Before he called for anything, he tried the truth of what the North Wind had said of the ram, and found it all right; but, when the landlord saw that, he thought it was a famous ram, and, when the Lad had fallen asleep, he took another which couldn’t coin gold ducats, and changed the two.

Next morning off went the Lad; and when he got home to his mother, he said:

“After all, the North Wind is a jolly fellow; for now he has given me a ram which can coin golden ducats if I only say: ‘Ram, ram! make money!’”

“All very true, I daresay,” said his mother; “but I shan’t believe any such stuff until I see the ducats made.”

“Ram, ram! make money!” said the Lad; but if the ram made anything, it wasn’t money.

So the Lad went back again to the North Wind, and blew him up, and said the ram was worth nothing, and he must have his rights for the meal.

“Well!” said the North Wind; “I’ve nothing else to give you but that old stick in the corner yonder; but its a stick of that kind that if you say: ‘Stick, stick! lay on!’ it lays on till you say: ‘Stick, stick! now stop!’”

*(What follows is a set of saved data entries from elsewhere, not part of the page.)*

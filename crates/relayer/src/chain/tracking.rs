use core::fmt;

use uuid::Uuid;

use ibc_relay_types::core::ics26_routing::msgs::MsgEnvelope;

#[derive(Copy, Clone, Debug)]
pub enum TrackingId {
    Uuid(Uuid),
    Static(&'static str),
}

impl TrackingId {
    pub fn uuid() -> Self {
        Self::Uuid(Uuid::new_v4())
    }
}

impl fmt::Display for TrackingId {
    fn fmt(&self, f: &mut fmt::Formatter<'_>) -> fmt::Result {
        match self {
            TrackingId::Uuid(u) => u.fmt(f),
            TrackingId::Static(s) => s.fmt(f),
        }
    }
}

/// A batch of messages submitted in one transaction, together with an
/// identifier that ties the resulting events back to the operation that
/// built the batch.
#[derive(Debug, Clone)]
pub struct TrackedMsgs {
    pub msgs: Vec<MsgEnvelope>,
    pub tracking_id: TrackingId,
}

impl TrackedMsgs {
    pub fn new(msgs: Vec<MsgEnvelope>, tracking_id: TrackingId) -> Self {
        Self { msgs, tracking_id }
    }

    pub fn new_static(msgs: Vec<MsgEnvelope>, tracking_id: &'static str) -> Self {
        Self {
            msgs,
            tracking_id: TrackingId::Static(tracking_id),
        }
    }

    pub fn new_uuid(msgs: Vec<MsgEnvelope>) -> Self {
        Self {
            msgs,
            tracking_id: TrackingId::uuid(),
        }
    }

    pub fn new_single(msg: MsgEnvelope, tracking_id: &'static str) -> Self {
        Self {
            msgs: vec![msg],
            tracking_id: TrackingId::Static(tracking_id),
        }
    }

    pub fn messages(&self) -> &Vec<MsgEnvelope> {
        &self.msgs
    }

    pub fn tracking_id(&self) -> TrackingId {
        self.tracking_id
    }

    pub fn is_empty(&self) -> bool {
        self.msgs.is_empty()
    }
}
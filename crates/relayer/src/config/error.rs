use flex_error::{define_error, TraceError};

define_error! {
    Error {
        Io
            [ TraceError<std::io::Error> ]
            |_| { "config I/O error" },

        Decode
            [ TraceError<toml::de::Error> ]
            |_| { "invalid configuration" },

        Encode
            [ TraceError<toml::ser::Error> ]
            |_| { "invalid configuration" },

        InvalidGasPrice
            { price: String }
            |e| { format!("invalid gas price: {}", e.price) },

        InvalidUri
            { uri: String }
            [ TraceError<http::uri::InvalidUri> ]
            |e| { format!("invalid URI: {}", e.uri) },
    }
}
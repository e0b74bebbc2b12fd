// Copyright 2025 the Airspace Authors
// SPDX-License-Identifier: Apache-2.0 OR MIT

//! Admission checks run before a record reaches either index.

use airspace_index::{Aabb3D, Record};

/// Decides whether a record may enter the store.
///
/// Called exactly once per [`ObjectStore::add`](crate::ObjectStore::add), before any
/// index is touched. Kind-specific field checks belong here; the store itself only
/// knows names and boxes.
///
/// Any `Fn(&R, &Aabb3D) -> bool` closure is an admission check.
pub trait Admission<R: ?Sized> {
    /// Return `true` to admit `record` into a store spanning `world`.
    fn admit(&self, record: &R, world: &Aabb3D) -> bool;
}

impl<R: ?Sized, F> Admission<R> for F
where
    F: Fn(&R, &Aabb3D) -> bool,
{
    fn admit(&self, record: &R, world: &Aabb3D) -> bool {
        self(record, world)
    }
}

/// Default admission: a non-blank name and a solid box inside the world.
#[derive(Copy, Clone, Debug, Default)]
pub struct WorldBounds;

impl<R: Record + ?Sized> Admission<R> for WorldBounds {
    fn admit(&self, record: &R, world: &Aabb3D) -> bool {
        let bounds = record.bounds();
        record.name().is_some_and(is_valid_name) && bounds.is_solid() && world.contains(&bounds)
    }
}

/// A name is valid when it has at least one non-whitespace character.
pub fn is_valid_name(name: &str) -> bool {
    !name.trim().is_empty()
}
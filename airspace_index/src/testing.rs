// Copyright 2025 the Airspace Authors
// SPDX-License-Identifier: Apache-2.0 OR MIT

//! Shared fixtures for unit tests.

use alloc::rc::Rc;
use alloc::string::String;
use alloc::vec::Vec;
use core::fmt;

use rand::RngCore;

use crate::record::Record;
use crate::types::Aabb3D;

#[derive(Debug)]
pub(crate) struct Probe {
    name: Option<String>,
    bounds: Aabb3D,
}

impl Probe {
    pub(crate) fn new(name: &str, bounds: Aabb3D) -> Rc<Self> {
        Rc::new(Self {
            name: Some(name.into()),
            bounds,
        })
    }

    pub(crate) fn named(name: &str) -> Rc<Self> {
        Self::new(name, Aabb3D::new(0, 0, 0, 1, 1, 1))
    }

    pub(crate) fn unnamed() -> Rc<Self> {
        Rc::new(Self {
            name: None,
            bounds: Aabb3D::new(0, 0, 0, 1, 1, 1),
        })
    }
}

impl Record for Probe {
    fn name(&self) -> Option<&str> {
        self.name.as_deref()
    }

    fn bounds(&self) -> Aabb3D {
        self.bounds
    }
}

impl fmt::Display for Probe {
    fn fmt(&self, f: &mut fmt::Formatter<'_>) -> fmt::Result {
        let name = self.name.as_deref().unwrap_or("null");
        write!(f, "{name} {}", self.bounds)
    }
}

/// Scripted coin flips: `true` is heads. Tails once the script runs out.
pub(crate) struct Coins {
    flips: Vec<bool>,
    pos: usize,
}

impl Coins {
    pub(crate) fn new(flips: &[bool]) -> Self {
        Self {
            flips: flips.to_vec(),
            pos: 0,
        }
    }
}

impl RngCore for Coins {
    fn next_u32(&mut self) -> u32 {
        let heads = self.flips.get(self.pos).copied().unwrap_or(false);
        self.pos += 1;
        if heads { 0 } else { 1 }
    }

    fn next_u64(&mut self) -> u64 {
        u64::from(self.next_u32())
    }

    fn fill_bytes(&mut self, dst: &mut [u8]) {
        for byte in dst {
            *byte = u8::from(self.next_u32() != 0);
        }
    }
}
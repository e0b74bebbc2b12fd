// Copyright 2025 the Airspace Authors
// SPDX-License-Identifier: Apache-2.0 OR MIT

//! Name-ordered skip list over shared records.
//!
//! Nodes live in an arena with a free list; forward links are arena slots and slot 0
//! is the head sentinel. Node heights come from coin flips drawn from a caller-supplied
//! [`RngCore`], so a seeded generator reproduces the exact same structure.

use alloc::rc::Rc;
use alloc::string::{String, ToString};
use alloc::vec;
use alloc::vec::Vec;
use core::fmt;

use rand::RngCore;

use crate::record::Record;

/// Maximum number of levels a node can occupy.
pub const MAX_LEVEL: usize = 32;

const HEAD: usize = 0;

struct Node<R> {
    value: Option<Rc<R>>,
    forward: Vec<Option<usize>>,
}

impl<R> Node<R> {
    fn head() -> Self {
        Self {
            value: None,
            forward: vec![None; MAX_LEVEL],
        }
    }

    fn vacant() -> Self {
        Self {
            value: None,
            forward: Vec::new(),
        }
    }

    /// Highest level this node is linked into.
    fn level(&self) -> usize {
        self.forward.len().saturating_sub(1)
    }
}

/// A probabilistic ordered index keyed by record name.
///
/// Expected `O(log n)` insert, search, and remove, with ascending traversal over all
/// records or an inclusive name range.
pub struct SkipList<R, G> {
    nodes: Vec<Node<R>>, // slot 0 is the head
    free_list: Vec<usize>,
    level: usize,
    len: usize,
    rng: G,
}

impl<R, G> fmt::Debug for SkipList<R, G> {
    fn fmt(&self, f: &mut fmt::Formatter<'_>) -> fmt::Result {
        f.debug_struct("SkipList")
            .field("len", &self.len)
            .field("level", &self.level)
            .field("slots", &self.nodes.len())
            .field("free_list", &self.free_list.len())
            .finish_non_exhaustive()
    }
}

impl<R, G> SkipList<R, G> {
    /// Create an empty list that draws node heights from `rng`.
    pub fn new(rng: G) -> Self {
        Self {
            nodes: vec![Node::head()],
            free_list: Vec::new(),
            level: 0,
            len: 0,
            rng,
        }
    }

    /// Number of records held.
    pub fn len(&self) -> usize {
        self.len
    }

    /// True if no records are held.
    pub fn is_empty(&self) -> bool {
        self.len == 0
    }

    /// Current top level (0 for an empty or flat list).
    pub fn level(&self) -> usize {
        self.level
    }

    /// Drop every record. The random source keeps its state.
    pub fn clear(&mut self) {
        self.nodes.clear();
        self.nodes.push(Node::head());
        self.free_list.clear();
        self.level = 0;
        self.len = 0;
    }

    fn next(&self, idx: usize, level: usize) -> Option<usize> {
        self.nodes[idx].forward.get(level).copied().flatten()
    }
}

impl<R: Record, G> SkipList<R, G> {
    /// Look up a record by name.
    pub fn search(&self, name: &str) -> Option<&Rc<R>> {
        let (_, pred) = self.descend(name);
        let idx = self.next(pred, 0).filter(|&idx| self.key(idx) == Some(name))?;
        self.nodes[idx].value.as_ref()
    }

    /// Unlink and return the record with this name.
    pub fn remove(&mut self, name: &str) -> Option<Rc<R>> {
        let (update, pred) = self.descend(name);
        let target = self.next(pred, 0).filter(|&idx| self.key(idx) == Some(name))?;
        let height = self.nodes[target].level();
        for (level, &pred) in update.iter().enumerate().take(height + 1) {
            if self.next(pred, level) != Some(target) {
                break;
            }
            let after = self.next(target, level);
            self.nodes[pred].forward[level] = after;
        }
        while self.level > 0 && self.next(HEAD, self.level).is_none() {
            self.level -= 1;
        }
        let node = core::mem::replace(&mut self.nodes[target], Node::vacant());
        self.free_list.push(target);
        self.len -= 1;
        node.value
    }

    /// Records in ascending name order.
    pub fn iter(&self) -> Iter<'_, R, G> {
        Iter {
            list: self,
            cursor: self.next(HEAD, 0),
            high: None,
        }
    }

    /// Records whose names fall in `[low, high]`, ascending. Empty if `low > high`.
    pub fn range<'a>(&'a self, low: &str, high: &'a str) -> Iter<'a, R, G> {
        if low > high {
            return Iter {
                list: self,
                cursor: None,
                high: None,
            };
        }
        let (_, pred) = self.descend(low);
        Iter {
            list: self,
            cursor: self.next(pred, 0),
            high: Some(high),
        }
    }

    /// Visit every record in ascending name order.
    pub fn traverse(&self, mut visitor: impl FnMut(&Rc<R>)) {
        for record in self.iter() {
            visitor(record);
        }
    }

    /// Visit the records in `[low, high]` in ascending order.
    ///
    /// Does nothing if either bound is missing or `low > high`.
    pub fn traverse_range(
        &self,
        low: Option<&str>,
        high: Option<&str>,
        mut visitor: impl FnMut(&Rc<R>),
    ) {
        let (Some(low), Some(high)) = (low, high) else {
            return;
        };
        for record in self.range(low, high) {
            visitor(record);
        }
    }

    /// Height (number of levels) of every node in ascending name order.
    pub fn heights(&self) -> Vec<usize> {
        let mut out = Vec::with_capacity(self.len);
        let mut cursor = self.next(HEAD, 0);
        while let Some(idx) = cursor {
            out.push(self.nodes[idx].level() + 1);
            cursor = self.next(idx, 0);
        }
        out
    }

    /// Listing of the head and every node with its height, then a node count.
    pub fn dump(&self) -> String {
        NameDump(self).to_string()
    }

    fn key(&self, idx: usize) -> Option<&str> {
        self.nodes[idx].value.as_deref().and_then(|r| r.name())
    }

    /// Move right while the next key is below `key`.
    fn walk_forward(&self, from: usize, level: usize, key: &str) -> usize {
        let mut current = from;
        while let Some(next) = self.next(current, level)
            && self.key(next) < Some(key)
        {
            current = next;
        }
        current
    }

    /// Returns the per-level predecessors of `key` and the level-0 predecessor.
    fn descend(&self, key: &str) -> ([usize; MAX_LEVEL], usize) {
        let mut update = [HEAD; MAX_LEVEL];
        let mut current = HEAD;
        for level in (0..=self.level).rev() {
            current = self.walk_forward(current, level, key);
            update[level] = current;
        }
        (update, current)
    }
}

impl<R: Record, G: RngCore> SkipList<R, G> {
    /// Insert a record. Returns `false` if it has no name or the name is taken.
    pub fn insert(&mut self, record: Rc<R>) -> bool {
        let Some(key) = record.name() else {
            return false;
        };
        let (update, pred) = self.descend(key);
        if let Some(next) = self.next(pred, 0)
            && self.key(next) == Some(key)
        {
            return false;
        }
        let height = self.random_level();
        if height > self.level {
            log::trace!("skip list grows from level {} to {height} for {key:?}", self.level);
            self.level = height;
        }
        let forward = (0..=height).map(|level| self.next(update[level], level)).collect();
        let idx = self.alloc(Node {
            value: Some(record),
            forward,
        });
        for (level, &pred) in update.iter().enumerate().take(height + 1) {
            self.nodes[pred].forward[level] = Some(idx);
        }
        self.len += 1;
        true
    }

    fn random_level(&mut self) -> usize {
        let mut level = 0;
        while level < MAX_LEVEL - 1 && (self.rng.next_u32() & 1) == 0 {
            level += 1;
        }
        level
    }

    fn alloc(&mut self, node: Node<R>) -> usize {
        if let Some(idx) = self.free_list.pop() {
            self.nodes[idx] = node;
            idx
        } else {
            self.nodes.push(node);
            self.nodes.len() - 1
        }
    }
}

/// Ascending iterator over a [`SkipList`], optionally bounded above.
pub struct Iter<'a, R, G> {
    list: &'a SkipList<R, G>,
    cursor: Option<usize>,
    high: Option<&'a str>,
}

impl<R, G> fmt::Debug for Iter<'_, R, G> {
    fn fmt(&self, f: &mut fmt::Formatter<'_>) -> fmt::Result {
        f.debug_struct("Iter")
            .field("cursor", &self.cursor)
            .field("high", &self.high)
            .finish_non_exhaustive()
    }
}

impl<'a, R: Record, G> Iterator for Iter<'a, R, G> {
    type Item = &'a Rc<R>;

    fn next(&mut self) -> Option<Self::Item> {
        let idx = self.cursor?;
        let value = self.list.nodes[idx].value.as_ref()?;
        if let Some(high) = self.high
            && value.name() > Some(high)
        {
            self.cursor = None;
            return None;
        }
        self.cursor = self.list.next(idx, 0);
        Some(value)
    }
}

struct NameDump<'a, R, G>(&'a SkipList<R, G>);

impl<R: Record, G> fmt::Display for NameDump<'_, R, G> {
    fn fmt(&self, f: &mut fmt::Formatter<'_>) -> fmt::Result {
        let list = self.0;
        if list.is_empty() {
            return f.write_str("SkipList is empty");
        }
        writeln!(f, "Node has depth {}, Value (null)", list.level + 1)?;
        for (record, height) in list.iter().zip(list.heights()) {
            writeln!(f, "Node has depth {height}, Value ({record})")?;
        }
        writeln!(f, "{} skiplist nodes printed", list.len)
    }
}
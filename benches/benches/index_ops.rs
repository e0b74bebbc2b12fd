// Copyright 2025 the Airspace Authors
// SPDX-License-Identifier: Apache-2.0 OR MIT

//! Bintree and skip list workloads, with a linear scan as the baseline.

use airspace_benches::{queries, scan_hits, scattered};
use airspace_index::{Aabb3D, Bintree, SkipList};
use criterion::{BatchSize, Criterion, black_box, criterion_group, criterion_main};
use rand::SeedableRng;
use rand::rngs::StdRng;

const WORLD: i64 = 1024;

fn bench_bintree_build(c: &mut Criterion) {
    let mut group = c.benchmark_group("bintree_build");
    for &n in &[256_usize, 1024, 4096] {
        let records = scattered(n, WORLD, 32, 7);
        group.bench_function(format!("insert_n{n}"), |b| {
            b.iter_batched(
                || records.clone(),
                |records| {
                    let mut tree = Bintree::new(Aabb3D::cube(WORLD));
                    for r in records {
                        tree.insert(r);
                    }
                    black_box(tree)
                },
                BatchSize::SmallInput,
            );
        });
    }
    group.finish();
}

fn bench_bintree_query(c: &mut Criterion) {
    let mut group = c.benchmark_group("bintree_query");
    for &n in &[1024_usize, 4096] {
        let records = scattered(n, WORLD, 32, 11);
        let mut tree = Bintree::new(Aabb3D::cube(WORLD));
        for r in &records {
            tree.insert(r.clone());
        }
        let probes = queries(64, WORLD, 96, 13);

        group.bench_function(format!("bintree_n{n}"), |b| {
            b.iter(|| {
                let mut total = 0;
                for q in &probes {
                    total += tree.query(q).hits().count();
                }
                black_box(total)
            });
        });
        group.bench_function(format!("linear_n{n}"), |b| {
            b.iter(|| {
                let mut total = 0;
                for q in &probes {
                    total += scan_hits(&records, q);
                }
                black_box(total)
            });
        });
    }
    group.finish();
}

fn bench_bintree_collisions(c: &mut Criterion) {
    let mut group = c.benchmark_group("bintree_collisions");
    let records = scattered(2048, WORLD, 24, 17);
    let mut tree = Bintree::new(Aabb3D::cube(WORLD));
    for r in &records {
        tree.insert(r.clone());
    }
    group.bench_function("n2048", |b| {
        b.iter(|| black_box(tree.collisions().pairs().count()));
    });
    group.finish();
}

fn bench_skiplist(c: &mut Criterion) {
    let mut group = c.benchmark_group("skiplist");
    for &n in &[1024_usize, 8192] {
        let records = scattered(n, WORLD, 8, 23);
        group.bench_function(format!("insert_n{n}"), |b| {
            b.iter_batched(
                || records.clone(),
                |records| {
                    let mut list = SkipList::new(StdRng::seed_from_u64(1));
                    for r in records {
                        list.insert(r);
                    }
                    black_box(list)
                },
                BatchSize::SmallInput,
            );
        });

        let mut list = SkipList::new(StdRng::seed_from_u64(1));
        for r in &records {
            list.insert(r.clone());
        }
        let names: Vec<String> = (0..n).step_by(7).map(|i| format!("blip{i:06}")).collect();
        group.bench_function(format!("search_n{n}"), |b| {
            b.iter(|| {
                let mut found = 0;
                for name in &names {
                    found += usize::from(list.search(name).is_some());
                }
                black_box(found)
            });
        });
    }
    group.finish();
}

criterion_group!(
    benches,
    bench_bintree_build,
    bench_bintree_query,
    bench_bintree_collisions,
    bench_skiplist
);
criterion_main!(benches);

So, as the way was long, the Lad turned in this night too to the landlord; but as he could pretty well guess how things stood as to the cloth and the ram, he lay down at once on the bench and began to snore, as if he were asleep.

Now the landlord, who easily saw that the stick must be worth something, hunted up one which was like it, and when he heard the lad snore, was going to change the two; but, just as the landlord was about to take it, the Lad bawled out:

“Stick, stick! lay on!”

So the stick began to beat the landlord, till he jumped over chairs, and tables, and benches, and yelled and roared:

“Oh my! oh my! bid the stick be still, else it will beat me to death, and you shall have back both your cloth and your ram.”

When the Lad thought the landlord had got enough, he said:

“Stick, stick! now stop!”

Then he took the cloth and put it into his pocket, and went home with his stick in his hand, leading the ram by a cord round its horns; and so he got his rights for the meal he had lost.